A great deal of attention was paid to developing urban transit in this period. After the success of the P'yŏngyang trolleybus system opened in 1962, trolleybus services were inaugurated in Ch'ŏngjin (1970), Hamhŭng (1973), Sinŭiju (1978), and Kowŏn (1979), Nampo (1982), P'yŏngsŏng (1983), Haeju (1986), Anju (1987), and others, along with the opening of the P'yŏngyang Metro in 1973; though most of the trolleybusses were built in North Korea to Czechoslovak and Soviet designs, the metro - despite claims of being entirely of domestic production - used mostly equipment supplied from China. However, as at that time even Seoul had no subway system, its opening was proclaimed to be proof of the superiority of the socialist system.

Expansion and electrification of the national railway system continued as well. New trunk lines were opened, such as the completion of the Ch'ŏngnyŏn Ich'ŏn Line on 10 October 1972, the completion of the Ch'ŏngnyŏn P'arwŏn Line, and the opening of shorter lines intended to serve new mines, power plants and factories, such as the Musan Kwangsan Line (1971), the Ch'ŏnghwaryŏk Line and the Namhŭng Line in 1976, the Sŏhae Kammun Line over the West Sea Barrage on 24 June 1986, and numerous other such lines. Some major projects were initiated, such as the Pukpu Line which was to have been a new east–west transversal trunk line in the very north of the country, but were only partially completed: though work started in 1981, the first stage, from Manp'o to Hyesan was completed only in 1988, but further construction was suspended for over twenty years. Regardless, the Sŏhae Kammun and Pukpu Line projects were the largest railway construction projects that the DPRK undertook entirely on its own. As well as building new lines, several existing narrow gauge lines were converted to standard gauge, and by 1983, 927 km had been regauged.
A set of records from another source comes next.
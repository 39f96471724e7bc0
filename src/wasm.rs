//! WebAssembly exports for region growing.
//!
//! These functions are exposed to JavaScript via wasm-bindgen. Images are flat
//! row-major u8 grayscale buffers (length = width * height). Invalid seeds or
//! tolerances are returned as JavaScript errors.

use ndarray::{Array2, ArrayView2};
use wasm_bindgen::prelude::*;

use crate::grid::Coord;
use crate::options::GrowOptions;
use crate::region::{MembershipGrid, RegionGrower};

fn grow(
    data: &[u8],
    width: usize,
    height: usize,
    row: i32,
    col: i32,
    options: GrowOptions,
    overlay: Option<&mut Array2<u8>>,
) -> Result<MembershipGrid, JsValue> {
    let input = ArrayView2::from_shape((height, width), data)
        .map_err(|e| JsValue::from_str(&format!("Invalid dimensions: {e}")))?;

    RegionGrower::from_view(input)
        .grow_with(Coord::new(row as i64, col as i64), &options, overlay)
        .map_err(|e| JsValue::from_str(&e.to_string()))
}

/// Grow a region and return its membership grid.
///
/// # Arguments
/// * `data` - Flat grayscale bytes (length = width * height)
/// * `width` - Image width in pixels
/// * `height` - Image height in pixels
/// * `row`, `col` - Seed coordinate
/// * `tolerance` - Max intensity difference between neighbors (0-255)
/// * `fill_value` - Value marking region pixels (others are 255, or 0 when fill is 255)
///
/// # Returns
/// Flat membership grid, row-major
#[wasm_bindgen]
pub fn region_grow_wasm(
    data: &[u8],
    width: usize,
    height: usize,
    row: i32,
    col: i32,
    tolerance: i32,
    fill_value: u8,
) -> Result<Vec<u8>, JsValue> {
    let unmarked = if fill_value == u8::MAX { 0 } else { u8::MAX };
    let options = GrowOptions::with_tolerance(tolerance as i64)
        .fill_value(fill_value)
        .unmarked_value(unmarked);

    let membership = grow(data, width, height, row, col, options, None)?;
    Ok(membership.into_array().into_raw_vec_and_offset().0)
}

/// Grow a region and return the source with the region painted in `fill_value`.
///
/// # Returns
/// Flat grayscale bytes, same layout as `data`
#[wasm_bindgen]
pub fn region_overlay_wasm(
    data: &[u8],
    width: usize,
    height: usize,
    row: i32,
    col: i32,
    tolerance: i32,
    fill_value: u8,
) -> Result<Vec<u8>, JsValue> {
    let unmarked = if fill_value == u8::MAX { 0 } else { u8::MAX };
    let options = GrowOptions::with_tolerance(tolerance as i64)
        .fill_value(fill_value)
        .unmarked_value(unmarked);

    let mut overlay = Array2::from_shape_vec((height, width), data.to_vec())
        .map_err(|e| JsValue::from_str(&format!("Invalid dimensions: {e}")))?;
    grow(data, width, height, row, col, options, Some(&mut overlay))?;
    Ok(overlay.into_raw_vec_and_offset().0)
}
use farmgate::console::{build_args, masked_args, AdminOp, ConnectionSpec, Family, ParamValue, Verb};

fn full_conn() -> ConnectionSpec {
    ConnectionSpec {
        host: "farm-agent".to_string(),
        port: 1545,
        cluster_user: Some("cadmin".to_string()),
        cluster_pwd: Some("csecret".to_string()),
        agent_user: Some("agent".to_string()),
        agent_pwd: Some("asecret".to_string()),
    }
}

#[test]
fn every_update_style_vector_pins_cluster_auth_after_the_selector() {
    for family in [
        Family::Server,
        Family::Process,
        Family::Session,
        Family::Infobase,
        Family::Rule,
        Family::ClusterAdmin,
    ] {
        let op = AdminOp::new(family, Verb::List).with_cluster("c-9");
        let args = build_args(&op, &full_conn());
        let selector = args
            .iter()
            .position(|a| a == "--cluster=c-9")
            .expect("cluster selector");
        assert_eq!(args[selector + 1], "--cluster-user=cadmin", "family {family}");
        assert_eq!(args[selector + 2], "--cluster-pwd=csecret", "family {family}");
    }
}

#[test]
fn cluster_list_rejects_cluster_credentials_entirely() {
    let op = AdminOp::new(Family::Cluster, Verb::List);
    let args = build_args(&op, &full_conn());
    assert!(args.iter().all(|a| !a.contains("cluster-user")));
    assert!(args.iter().all(|a| !a.contains("cluster-pwd")));
}

#[test]
fn connection_string_trails_everything_but_cluster_insert() {
    for (family, verb) in [
        (Family::Cluster, Verb::List),
        (Family::Cluster, Verb::Update),
        (Family::Server, Verb::Info),
        (Family::Infobase, Verb::Remove),
        (Family::Session, Verb::Terminate),
        (Family::AgentAdmin, Verb::Register),
    ] {
        let op = AdminOp::new(family, verb).with_cluster("c-1").with_entity("e-1");
        let args = build_args(&op, &full_conn());
        assert_eq!(args.last().map(String::as_str), Some("farm-agent:1545"));
    }

    let insert = AdminOp::new(Family::Cluster, Verb::Insert);
    let args = build_args(&insert, &full_conn());
    assert_eq!(args[0], "--agent-user=agent");
    assert_eq!(args[1], "--agent-pwd=asecret");
    assert_eq!(args[2], "farm-agent:1545");
    assert_eq!(&args[3..5], &["cluster", "insert"]);
}

#[test]
fn admin_families_expand_to_two_tokens() {
    let cluster_admin = AdminOp::new(Family::ClusterAdmin, Verb::List).with_cluster("c-1");
    let args = build_args(&cluster_admin, &ConnectionSpec::new("h", 1545));
    assert_eq!(&args[..3], &["cluster", "admin", "list"]);

    let agent_admin = AdminOp::new(Family::AgentAdmin, Verb::Register)
        .with_param("name", ParamValue::text("root"))
        .with_param("pwd", ParamValue::text("secret"));
    let args = build_args(&agent_admin, &ConnectionSpec::new("h", 1545));
    assert_eq!(&args[..3], &["agent", "admin", "register"]);
    assert!(args.contains(&"--name=root".to_string()));
    assert!(args.contains(&"--pwd=secret".to_string()));
}

#[test]
fn clearing_and_omission_are_distinct_vector_shapes() {
    let base = || {
        AdminOp::new(Family::Infobase, Verb::Update)
            .with_cluster("c-1")
            .with_entity("ib-1")
    };
    let conn = ConnectionSpec::new("h", 1545);

    let cleared = base()
        .with_param("descr", ParamValue::text(""))
        .with_param("denied-from", ParamValue::text(""));
    let args = build_args(&cleared, &conn);
    assert!(args.contains(&"--descr=".to_string()));
    assert!(args.contains(&"--denied-from=".to_string()));

    let args = build_args(&base(), &conn);
    assert!(args.iter().all(|a| !a.starts_with("--descr")));
    assert!(args.iter().all(|a| !a.starts_with("--denied-from")));
}

#[test]
fn masked_vector_never_leaks_secrets() {
    let op = AdminOp::new(Family::Infobase, Verb::Update)
        .with_cluster("c-1")
        .with_param("db-pwd", ParamValue::text("dbsecret"));
    let args = build_args(&op, &full_conn());
    let masked = masked_args(&args);
    for secret in ["csecret", "asecret", "dbsecret"] {
        assert!(
            masked.iter().all(|a| !a.contains(secret)),
            "secret `{secret}` leaked into {masked:?}"
        );
    }
    assert!(masked.contains(&"--cluster-pwd=***".to_string()));
    assert!(masked.contains(&"--agent-pwd=***".to_string()));
    assert!(masked.contains(&"--db-pwd=***".to_string()));
}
The electrification of the P'yŏngra Line was finally completed in the 1970s; the project had been started at Yangdŏk in 1948 and completed in stages over the years following the Korean War, until the final section between Rajin and Ch'ŏngjin was energised in 1973. With the electrification of the P'yŏngŭi Line in 1964 and the completion of the P'yŏngra Line project, both of the main trunk lines connecting P'yŏngyang with China and the USSR respectively, became fully electrified. By the end of the 1970s, the goal of eliminating steam power from the primary trunk lines had been achieved, with nearly 87.5% of all railway movements being hauled by electric locomotives by the start of the 1980s, the total length of electrified standard gauge rail lines in North Korea reaching 3,940 km; additionally, trackage within many industrial complexes was also electrified.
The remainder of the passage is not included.